**Work instruction:** From the data below, copy out every line in which the word "async" occurs.

**Data supplied:**
*-*-*

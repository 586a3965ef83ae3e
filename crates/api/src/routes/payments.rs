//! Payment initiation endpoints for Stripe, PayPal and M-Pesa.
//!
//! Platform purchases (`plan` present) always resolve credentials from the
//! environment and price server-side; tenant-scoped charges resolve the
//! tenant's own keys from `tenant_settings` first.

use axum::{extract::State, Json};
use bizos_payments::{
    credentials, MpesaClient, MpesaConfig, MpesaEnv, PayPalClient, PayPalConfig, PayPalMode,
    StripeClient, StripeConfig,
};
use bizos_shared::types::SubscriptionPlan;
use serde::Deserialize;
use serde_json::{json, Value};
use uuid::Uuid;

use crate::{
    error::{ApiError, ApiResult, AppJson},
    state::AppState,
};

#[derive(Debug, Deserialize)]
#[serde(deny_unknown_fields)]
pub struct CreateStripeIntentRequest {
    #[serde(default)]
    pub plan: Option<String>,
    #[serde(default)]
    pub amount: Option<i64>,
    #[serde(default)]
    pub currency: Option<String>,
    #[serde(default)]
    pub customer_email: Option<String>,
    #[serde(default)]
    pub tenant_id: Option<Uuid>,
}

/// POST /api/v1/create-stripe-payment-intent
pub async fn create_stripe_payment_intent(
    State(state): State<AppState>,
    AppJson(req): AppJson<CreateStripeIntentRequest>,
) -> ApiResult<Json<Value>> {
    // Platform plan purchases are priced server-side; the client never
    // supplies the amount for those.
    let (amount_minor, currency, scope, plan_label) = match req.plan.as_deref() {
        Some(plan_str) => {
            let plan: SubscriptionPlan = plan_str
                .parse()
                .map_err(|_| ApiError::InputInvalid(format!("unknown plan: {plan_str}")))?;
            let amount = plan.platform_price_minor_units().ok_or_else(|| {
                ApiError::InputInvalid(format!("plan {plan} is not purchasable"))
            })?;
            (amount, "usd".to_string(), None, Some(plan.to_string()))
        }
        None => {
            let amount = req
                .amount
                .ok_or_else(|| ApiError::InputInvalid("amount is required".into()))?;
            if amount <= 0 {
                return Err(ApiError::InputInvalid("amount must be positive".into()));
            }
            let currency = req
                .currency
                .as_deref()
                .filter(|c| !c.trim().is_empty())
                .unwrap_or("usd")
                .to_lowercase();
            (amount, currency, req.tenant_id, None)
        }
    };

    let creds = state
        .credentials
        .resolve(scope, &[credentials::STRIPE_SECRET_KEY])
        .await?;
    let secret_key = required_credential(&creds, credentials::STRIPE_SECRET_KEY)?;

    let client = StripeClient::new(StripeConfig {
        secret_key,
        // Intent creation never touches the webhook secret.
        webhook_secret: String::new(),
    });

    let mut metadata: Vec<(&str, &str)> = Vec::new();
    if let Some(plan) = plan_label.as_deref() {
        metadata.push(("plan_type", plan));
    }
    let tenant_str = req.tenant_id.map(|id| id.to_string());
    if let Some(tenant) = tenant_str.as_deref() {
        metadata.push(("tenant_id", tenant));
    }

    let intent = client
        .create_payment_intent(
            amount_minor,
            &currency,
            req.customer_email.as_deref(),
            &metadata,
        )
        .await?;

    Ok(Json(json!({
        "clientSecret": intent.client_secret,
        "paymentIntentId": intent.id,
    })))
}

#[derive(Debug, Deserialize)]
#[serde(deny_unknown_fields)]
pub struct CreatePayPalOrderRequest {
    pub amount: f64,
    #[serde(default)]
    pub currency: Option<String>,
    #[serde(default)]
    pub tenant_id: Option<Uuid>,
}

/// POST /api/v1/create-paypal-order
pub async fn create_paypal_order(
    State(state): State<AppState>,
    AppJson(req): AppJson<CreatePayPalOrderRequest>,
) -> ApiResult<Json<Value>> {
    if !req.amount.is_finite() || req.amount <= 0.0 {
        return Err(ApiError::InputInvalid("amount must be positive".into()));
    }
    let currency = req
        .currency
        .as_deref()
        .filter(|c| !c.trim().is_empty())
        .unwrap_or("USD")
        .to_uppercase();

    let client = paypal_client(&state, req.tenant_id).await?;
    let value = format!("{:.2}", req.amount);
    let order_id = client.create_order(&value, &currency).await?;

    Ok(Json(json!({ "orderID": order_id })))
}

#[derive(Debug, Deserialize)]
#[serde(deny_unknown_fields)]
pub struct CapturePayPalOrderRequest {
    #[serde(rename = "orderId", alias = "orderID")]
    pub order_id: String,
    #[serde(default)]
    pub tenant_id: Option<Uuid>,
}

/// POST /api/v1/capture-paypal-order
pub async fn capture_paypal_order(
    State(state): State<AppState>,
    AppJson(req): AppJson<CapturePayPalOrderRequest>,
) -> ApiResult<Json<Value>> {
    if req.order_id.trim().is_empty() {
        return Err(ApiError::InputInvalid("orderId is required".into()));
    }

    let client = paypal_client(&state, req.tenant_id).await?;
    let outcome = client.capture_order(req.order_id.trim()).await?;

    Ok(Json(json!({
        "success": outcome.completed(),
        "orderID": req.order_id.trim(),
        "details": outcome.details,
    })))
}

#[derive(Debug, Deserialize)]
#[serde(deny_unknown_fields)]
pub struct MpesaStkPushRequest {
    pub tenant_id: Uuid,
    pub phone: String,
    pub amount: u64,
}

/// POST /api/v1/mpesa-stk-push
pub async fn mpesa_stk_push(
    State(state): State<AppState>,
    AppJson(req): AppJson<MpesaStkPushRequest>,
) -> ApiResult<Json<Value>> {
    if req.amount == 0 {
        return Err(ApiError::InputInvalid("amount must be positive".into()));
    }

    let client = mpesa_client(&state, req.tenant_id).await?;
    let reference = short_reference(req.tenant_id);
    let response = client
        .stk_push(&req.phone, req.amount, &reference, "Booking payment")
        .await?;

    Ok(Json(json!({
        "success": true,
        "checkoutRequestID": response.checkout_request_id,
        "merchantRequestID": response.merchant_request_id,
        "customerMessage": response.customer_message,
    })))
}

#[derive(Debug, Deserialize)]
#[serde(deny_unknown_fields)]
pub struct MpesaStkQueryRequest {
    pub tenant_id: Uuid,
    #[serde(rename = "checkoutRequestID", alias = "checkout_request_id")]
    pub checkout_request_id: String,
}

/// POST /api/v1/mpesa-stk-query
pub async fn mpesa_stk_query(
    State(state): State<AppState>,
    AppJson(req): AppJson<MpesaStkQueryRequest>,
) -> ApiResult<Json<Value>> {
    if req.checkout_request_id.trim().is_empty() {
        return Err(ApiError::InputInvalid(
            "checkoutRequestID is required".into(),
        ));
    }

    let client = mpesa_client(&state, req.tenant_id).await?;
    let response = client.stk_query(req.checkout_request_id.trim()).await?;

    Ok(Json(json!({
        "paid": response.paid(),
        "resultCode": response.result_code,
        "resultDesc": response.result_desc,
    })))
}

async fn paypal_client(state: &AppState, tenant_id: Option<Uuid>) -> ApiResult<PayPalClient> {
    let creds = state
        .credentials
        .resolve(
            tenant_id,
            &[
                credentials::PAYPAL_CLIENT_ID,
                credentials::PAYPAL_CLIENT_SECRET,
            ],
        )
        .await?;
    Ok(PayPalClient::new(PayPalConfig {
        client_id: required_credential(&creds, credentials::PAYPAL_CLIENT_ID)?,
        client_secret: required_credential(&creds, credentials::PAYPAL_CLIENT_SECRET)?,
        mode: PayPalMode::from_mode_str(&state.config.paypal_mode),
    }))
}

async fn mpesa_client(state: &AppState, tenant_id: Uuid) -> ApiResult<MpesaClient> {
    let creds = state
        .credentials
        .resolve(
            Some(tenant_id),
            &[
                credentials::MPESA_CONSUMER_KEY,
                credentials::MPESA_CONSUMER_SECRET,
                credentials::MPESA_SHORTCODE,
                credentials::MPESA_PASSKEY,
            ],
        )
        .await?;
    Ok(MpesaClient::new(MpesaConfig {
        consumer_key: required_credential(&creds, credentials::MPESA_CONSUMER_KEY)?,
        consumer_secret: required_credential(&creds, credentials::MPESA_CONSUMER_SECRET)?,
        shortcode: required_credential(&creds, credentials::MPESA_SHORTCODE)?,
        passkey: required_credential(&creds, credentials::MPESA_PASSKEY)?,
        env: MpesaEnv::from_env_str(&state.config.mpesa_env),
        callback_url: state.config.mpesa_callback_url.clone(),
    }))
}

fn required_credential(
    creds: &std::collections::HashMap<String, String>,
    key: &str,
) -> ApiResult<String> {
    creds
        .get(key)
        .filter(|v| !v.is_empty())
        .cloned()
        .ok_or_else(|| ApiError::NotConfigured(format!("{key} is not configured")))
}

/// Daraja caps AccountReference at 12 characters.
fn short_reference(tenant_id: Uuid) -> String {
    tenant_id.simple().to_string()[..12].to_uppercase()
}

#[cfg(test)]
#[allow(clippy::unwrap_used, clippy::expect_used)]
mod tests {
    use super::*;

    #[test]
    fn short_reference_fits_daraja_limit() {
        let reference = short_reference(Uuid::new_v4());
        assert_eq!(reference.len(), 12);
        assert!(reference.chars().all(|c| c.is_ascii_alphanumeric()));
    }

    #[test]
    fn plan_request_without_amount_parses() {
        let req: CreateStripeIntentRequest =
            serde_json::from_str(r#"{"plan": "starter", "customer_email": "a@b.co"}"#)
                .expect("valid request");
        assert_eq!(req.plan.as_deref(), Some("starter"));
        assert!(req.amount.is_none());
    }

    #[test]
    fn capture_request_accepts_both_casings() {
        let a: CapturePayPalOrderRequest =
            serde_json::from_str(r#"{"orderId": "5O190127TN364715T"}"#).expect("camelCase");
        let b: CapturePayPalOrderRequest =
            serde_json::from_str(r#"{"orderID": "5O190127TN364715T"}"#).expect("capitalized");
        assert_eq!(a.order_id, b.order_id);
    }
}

*-*-*

**Written solution:**
pub async fn create_stripe_payment_intent(
pub async fn create_paypal_order(
pub async fn capture_paypal_order(
pub async fn mpesa_stk_push(
pub async fn mpesa_stk_query(
async fn paypal_client(state: &AppState, tenant_id: Option<Uuid>) -> ApiResult<PayPalClient> {
async fn mpesa_client(state: &AppState, tenant_id: Uuid) -> ApiResult<MpesaClient> {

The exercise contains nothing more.